The first to translate social networks into political and military power was Osama bin Laden, who set up Al-Qaida as a decentralized organization not rooted in a specific territory and struck ferociously at superpower America. The September 11, 2001 attacks marked the start of a struggle between, on one side, governments and the old regime, based on strict international borders, and on the other, the open, anarchistic world of the 21st century in which a personal computer, cellphone or blurry recording is all one needs to stir a revolution. The United States needed almost a decade to track down bin Laden and kill him.
The revolts in the Arab world appeared to be the ultimate victory of social networks over governments.
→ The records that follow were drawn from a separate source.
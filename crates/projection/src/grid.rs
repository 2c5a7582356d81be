//! Mapping geographic points to flat value-array indices.
//!
//! Decoded values are stored in GRIB scan order; the scanning mode flags
//! (Flag Table 3.4) decide how (i, j) turn into an offset:
//! - 0x80: points scan in the -i direction
//! - 0x40: points scan in the +j direction
//! - 0x20: adjacent points in j are consecutive

use wx_common::ProjectionParams;

use crate::lambert::LambertConformal;

/// Point lookup for one projection.
#[derive(Debug, Clone)]
pub enum GridMapping {
    LatLon {
        ni: usize,
        nj: usize,
        lat1: f64,
        lon1: f64,
        di: f64,
        dj: f64,
        scanning_mode: u8,
    },
    Lambert {
        proj: LambertConformal,
        scanning_mode: u8,
    },
}

impl GridMapping {
    pub fn from_params(params: &ProjectionParams) -> Self {
        match params {
            ProjectionParams::LatLon {
                ni,
                nj,
                lat1,
                lon1,
                di,
                dj,
                scanning_mode,
                ..
            } => GridMapping::LatLon {
                ni: *ni as usize,
                nj: *nj as usize,
                lat1: *lat1,
                lon1: *lon1,
                di: *di,
                dj: *dj,
                scanning_mode: *scanning_mode,
            },
            ProjectionParams::LambertConformal {
                nx,
                ny,
                lat1,
                lon1,
                lov,
                latin1,
                latin2,
                dx,
                dy,
                scanning_mode,
            } => GridMapping::Lambert {
                proj: LambertConformal::from_grib2(
                    *lat1,
                    *lon1,
                    *lov,
                    *latin1,
                    *latin2,
                    *dx,
                    *dy,
                    *nx as usize,
                    *ny as usize,
                ),
                scanning_mode: *scanning_mode,
            },
        }
    }

    /// Grid shape as (columns, rows).
    pub fn shape(&self) -> (usize, usize) {
        match self {
            GridMapping::LatLon { ni, nj, .. } => (*ni, *nj),
            GridMapping::Lambert { proj, .. } => (proj.nx, proj.ny),
        }
    }

    /// Offset into a value array of the grid point nearest to (lat, lon),
    /// or `None` when the point falls outside the grid.
    pub fn nearest_index(&self, lat: f64, lon: f64) -> Option<usize> {
        let (ni, nj) = self.shape();
        let (i, j, scanning_mode) = match self {
            GridMapping::LatLon {
                ni,
                lat1,
                lon1,
                di,
                dj,
                scanning_mode,
                ..
            } => {
                let dlon = (lon - lon1).rem_euclid(360.0);
                let dlon = if scanning_mode & 0x80 != 0 {
                    (360.0 - dlon).rem_euclid(360.0)
                } else {
                    dlon
                };
                let mut i = (dlon / di).round() as i64;
                // Global grids wrap around the date line
                if i == *ni as i64 && (*ni as f64 * di - 360.0).abs() < di / 2.0 {
                    i = 0;
                }
                let j = if scanning_mode & 0x40 != 0 {
                    (lat - lat1) / dj
                } else {
                    (lat1 - lat) / dj
                };
                (i, j.round() as i64, *scanning_mode)
            }
            GridMapping::Lambert {
                proj,
                scanning_mode,
            } => {
                let (mut i, mut j) = proj.geo_to_grid(lat, lon);
                if scanning_mode & 0x80 != 0 {
                    i = -i;
                }
                if scanning_mode & 0x40 == 0 {
                    j = -j;
                }
                (i.round() as i64, j.round() as i64, *scanning_mode)
            }
        };

        if i < 0 || j < 0 || i >= ni as i64 || j >= nj as i64 {
            return None;
        }
        let (i, j) = (i as usize, j as usize);
        if scanning_mode & 0x20 != 0 {
            Some(i * nj + j)
        } else {
            Some(j * ni + i)
        }
    }
}

#[cfg(test)]
mod tests {
    use super::*;

    fn gfs_quarter_degree() -> GridMapping {
        GridMapping::from_params(&ProjectionParams::LatLon {
            ni: 1440,
            nj: 721,
            lat1: 90.0,
            lon1: 0.0,
            lat2: -90.0,
            lon2: 359.75,
            di: 0.25,
            dj: 0.25,
            scanning_mode: 0,
        })
    }

    #[test]
    fn test_latlon_north_to_south() {
        let grid = gfs_quarter_degree();
        assert_eq!(grid.nearest_index(90.0, 0.0), Some(0));
        // One row south, one column east
        assert_eq!(grid.nearest_index(89.75, 0.25), Some(1440 + 1));
        // Negative longitudes wrap into 0..360
        assert_eq!(grid.nearest_index(90.0, -0.25), Some(1439));
        // Nearest column to 359.9 is the wrapped first column
        assert_eq!(grid.nearest_index(90.0, 359.9), Some(0));
        assert_eq!(grid.nearest_index(-90.0, 0.0), Some(720 * 1440));
    }

    #[test]
    fn test_latlon_regional_outside() {
        let grid = GridMapping::from_params(&ProjectionParams::LatLon {
            ni: 4,
            nj: 3,
            lat1: 40.0,
            lon1: 270.0,
            lat2: 42.0,
            lon2: 273.0,
            di: 1.0,
            dj: 1.0,
            scanning_mode: 0x40,
        });
        assert_eq!(grid.nearest_index(41.0, -88.0), Some(4 + 2));
        assert_eq!(grid.nearest_index(45.0, -88.0), None);
        assert_eq!(grid.nearest_index(41.0, 0.0), None);
    }

    #[test]
    fn test_column_major_scanning() {
        let grid = GridMapping::from_params(&ProjectionParams::LatLon {
            ni: 4,
            nj: 3,
            lat1: 40.0,
            lon1: 270.0,
            lat2: 42.0,
            lon2: 273.0,
            di: 1.0,
            dj: 1.0,
            scanning_mode: 0x40 | 0x20,
        });
        // i = 2, j = 1 -> i * nj + j
        assert_eq!(grid.nearest_index(41.0, -88.0), Some(2 * 3 + 1));
    }

    #[test]
    fn test_lambert_first_point() {
        let grid = GridMapping::from_params(&ProjectionParams::LambertConformal {
            nx: 1799,
            ny: 1059,
            lat1: 21.138123,
            lon1: 237.280472,
            lov: 262.5,
            latin1: 38.5,
            latin2: 38.5,
            dx: 3000.0,
            dy: 3000.0,
            scanning_mode: 0x40,
        });
        assert_eq!(grid.nearest_index(21.138123, -122.719528), Some(0));
        assert!(grid.nearest_index(39.0, -94.5).is_some());
        assert_eq!(grid.nearest_index(-30.0, 20.0), None);
    }
}
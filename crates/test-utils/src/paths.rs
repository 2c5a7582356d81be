//! Temporary files for tests.

use std::io::Write;

/// Writes `bytes` to a fresh temporary file with the given suffix.
///
/// The file is removed when the returned handle is dropped.
pub fn write_temp_file(bytes: &[u8], suffix: &str) -> tempfile::NamedTempFile {
    let mut file = tempfile::Builder::new()
        .suffix(suffix)
        .tempfile()
        .expect("Failed to create temporary test file");
    file.write_all(bytes).expect("Failed to write temporary test file");
    file.flush().expect("Failed to flush temporary test file");
    file
}
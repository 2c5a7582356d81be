//! Error types for wx-explore services.

use thiserror::Error;

/// Result type alias using WxError.
pub type WxResult<T> = Result<T, WxError>;

/// Primary error type for catalog, storage and queue operations.
#[derive(Debug, Error)]
pub enum WxError {
    // === Lookup Errors ===
    #[error("Unknown source: {0}")]
    UnknownSource(String),

    #[error("Not found: {0}")]
    NotFound(String),

    // === Data Errors ===
    #[error("Invalid data: {0}")]
    InvalidData(String),

    #[error("Serialization failed: {0}")]
    Serialization(String),

    // === Storage Errors ===
    #[error("Storage error: {0}")]
    StorageError(String),

    #[error("Database error: {0}")]
    DatabaseError(String),

    #[error("Queue error: {0}")]
    QueueError(String),

    // === Infrastructure Errors ===
    #[error("Configuration error: {0}")]
    ConfigError(String),

    #[error("Internal error: {0}")]
    InternalError(String),
}

impl WxError {
    /// Whether retrying the same operation later could succeed.
    pub fn is_transient(&self) -> bool {
        matches!(
            self,
            WxError::StorageError(_)
                | WxError::DatabaseError(_)
                | WxError::QueueError(_)
                | WxError::InternalError(_)
        )
    }
}

// Conversion from common error types
impl From<std::io::Error> for WxError {
    fn from(err: std::io::Error) -> Self {
        WxError::InternalError(err.to_string())
    }
}

impl From<serde_json::Error> for WxError {
    fn from(err: serde_json::Error) -> Self {
        WxError::Serialization(format!("JSON error: {}", err))
    }
}
//! Tunables for fetching, chunking and the queue worker.

use std::time::Duration;

/// Default chunk ceiling: 50 MiB of decoded values.
pub const DEFAULT_MAX_CHUNK_SIZE: usize = 50 * 1024 * 1024;

/// Estimated in-memory size of one decoded value.
pub const BYTES_PER_VALUE: usize = 8;

/// HTTP fetch behaviour.
#[derive(Debug, Clone)]
pub struct FetchConfig {
    /// Per-request timeout
    pub request_timeout: Duration,
    pub connect_timeout: Duration,
    /// Retries after the first attempt for transient failures
    pub max_retries: u32,
    /// Initial retry delay (doubles each retry)
    pub initial_retry_delay: Duration,
    pub max_retry_delay: Duration,
}

impl Default for FetchConfig {
    fn default() -> Self {
        Self {
            request_timeout: Duration::from_secs(120),
            connect_timeout: Duration::from_secs(30),
            max_retries: 3,
            initial_retry_delay: Duration::from_secs(2),
            max_retry_delay: Duration::from_secs(30),
        }
    }
}

/// How the worker treats queue items it cannot process yet.
#[derive(Debug, Clone)]
pub struct WorkerPolicy {
    /// Requests whose valid time is older than this are dropped
    pub max_age: chrono::Duration,
    /// Delay before retrying a request whose files are not published yet
    pub missing_retry: Duration,
    /// Delay before retrying a request that failed
    pub failure_retry: Duration,
}

impl Default for WorkerPolicy {
    fn default() -> Self {
        Self {
            max_age: chrono::Duration::hours(12),
            missing_retry: Duration::from_secs(300),
            failure_retry: Duration::from_secs(240),
        }
    }
}
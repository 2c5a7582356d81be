//! Time handling utilities for meteorological data.

use chrono::{DateTime, Duration, TimeZone, Utc};
use serde::{Deserialize, Serialize};

/// Unit of a forecast time or statistical time range (GRIB2 Code Table 4.4).
///
/// Only the units that can be converted to a fixed duration are named;
/// everything else (months, years, multi-hour codes) is `Other`.
#[derive(Debug, Clone, Copy, PartialEq, Eq, Hash, Serialize, Deserialize)]
#[serde(rename_all = "lowercase")]
pub enum TimeUnit {
    Seconds,
    Minutes,
    Hours,
    Days,
    Other(u8),
}

impl TimeUnit {
    /// Map a GRIB2 Code Table 4.4 value.
    pub fn from_grib_code(code: u8) -> Self {
        match code {
            0 => TimeUnit::Minutes,
            1 => TimeUnit::Hours,
            2 => TimeUnit::Days,
            13 => TimeUnit::Seconds,
            other => TimeUnit::Other(other),
        }
    }

    /// Short name as printed by GRIB tooling (`secs`, `mins`, `hrs`, `days`).
    pub fn as_str(&self) -> &'static str {
        match self {
            TimeUnit::Seconds => "secs",
            TimeUnit::Minutes => "mins",
            TimeUnit::Hours => "hrs",
            TimeUnit::Days => "days",
            TimeUnit::Other(_) => "unknown",
        }
    }

    pub fn is_fixed(&self) -> bool {
        !matches!(self, TimeUnit::Other(_))
    }

    /// Duration of `length` units, or `None` for units with no fixed length
    /// and lengths too large to represent.
    pub fn duration(&self, length: i64) -> Option<Duration> {
        match self {
            TimeUnit::Seconds => Duration::try_seconds(length),
            TimeUnit::Minutes => Duration::try_minutes(length),
            TimeUnit::Hours => Duration::try_hours(length),
            TimeUnit::Days => Duration::try_days(length),
            TimeUnit::Other(_) => None,
        }
    }

    /// `time` advanced by `length` units. `None` when the unit has no fixed
    /// length or the result is out of range.
    pub fn advance(&self, time: DateTime<Utc>, length: i64) -> Option<DateTime<Utc>> {
        self.duration(length)
            .and_then(|offset| time.checked_add_signed(offset))
    }
}

/// Seconds since the Unix epoch.
pub fn to_unix(dt: &DateTime<Utc>) -> i64 {
    dt.timestamp()
}

/// Inverse of [`to_unix`]; out-of-range values clamp to the epoch.
pub fn from_unix(secs: i64) -> DateTime<Utc> {
    Utc.timestamp_opt(secs, 0)
        .single()
        .unwrap_or(DateTime::<Utc>::UNIX_EPOCH)
}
Defying state security forces and their interrogation rooms, young protesters used Twitter to send the masses to public squares, toppling dictators in Egypt and Tunisia. This was the digital version of Marx's 19th century call, "Workers of the world, unite!" It was a show of class unity by the Internet generation, which has rebelled against parental authority and changed the world.
Yet, as happened during the revolutions of the 1960s that toppled presidents Lyndon Johnson and Charles de Gaulle, only to bring to power even more conservative leaders, governments today have mobilized to forestall the danger of lost sovereignty. In Arabs states, this has been expressed by the violent suppression of demonstrations following the confusion stirred by Mubarak's removal. In Turkey and Greece, the trend has been reflected by these countries' opposition to the pro-Gaza flotilla.
U.S. President Barack Obama is, as usual, torn between his instinctive sympathy for the protesters in public squares and his country's foreign policy interest in preserving the world order. That explains his response to the uprising in Syria. Bashar Assad has persuaded world leaders that if he's removed from office, Syria will be torn apart by tribal strife, a la Afghanistan, Iraq and Libya - states that crumbled after Western interventions. Obama doesn't want to become embroiled in another bloody misadventure, so he's trying to keep Assad in power while issuing tepid calls for a "reform" of the Syrian regime.
Israel, which since its establishment has dealt with "private" mobilizations of Palestinians who demanded a return to their pre-1948 lands, or who carried out terror attacks, habitually claimed that responsibility rested with governments in the region. Only when there were no governments around, Israel grudgingly transferred lands, and responsibility for them, to hostile organizations (the PLO, Hezbollah, Hamas ). Israel hoped that these groups would consolidate as institutional entities capable of enforcing cease-fires and maintaining the calm on the border. It's clear why, in response to the errors of the effort to stop last year's flotilla - when the Israel Defense Forces fought against a civilian protest group and became mired in controversy - Netanyahu opted for the familiar routine of saying that authority rested with governments.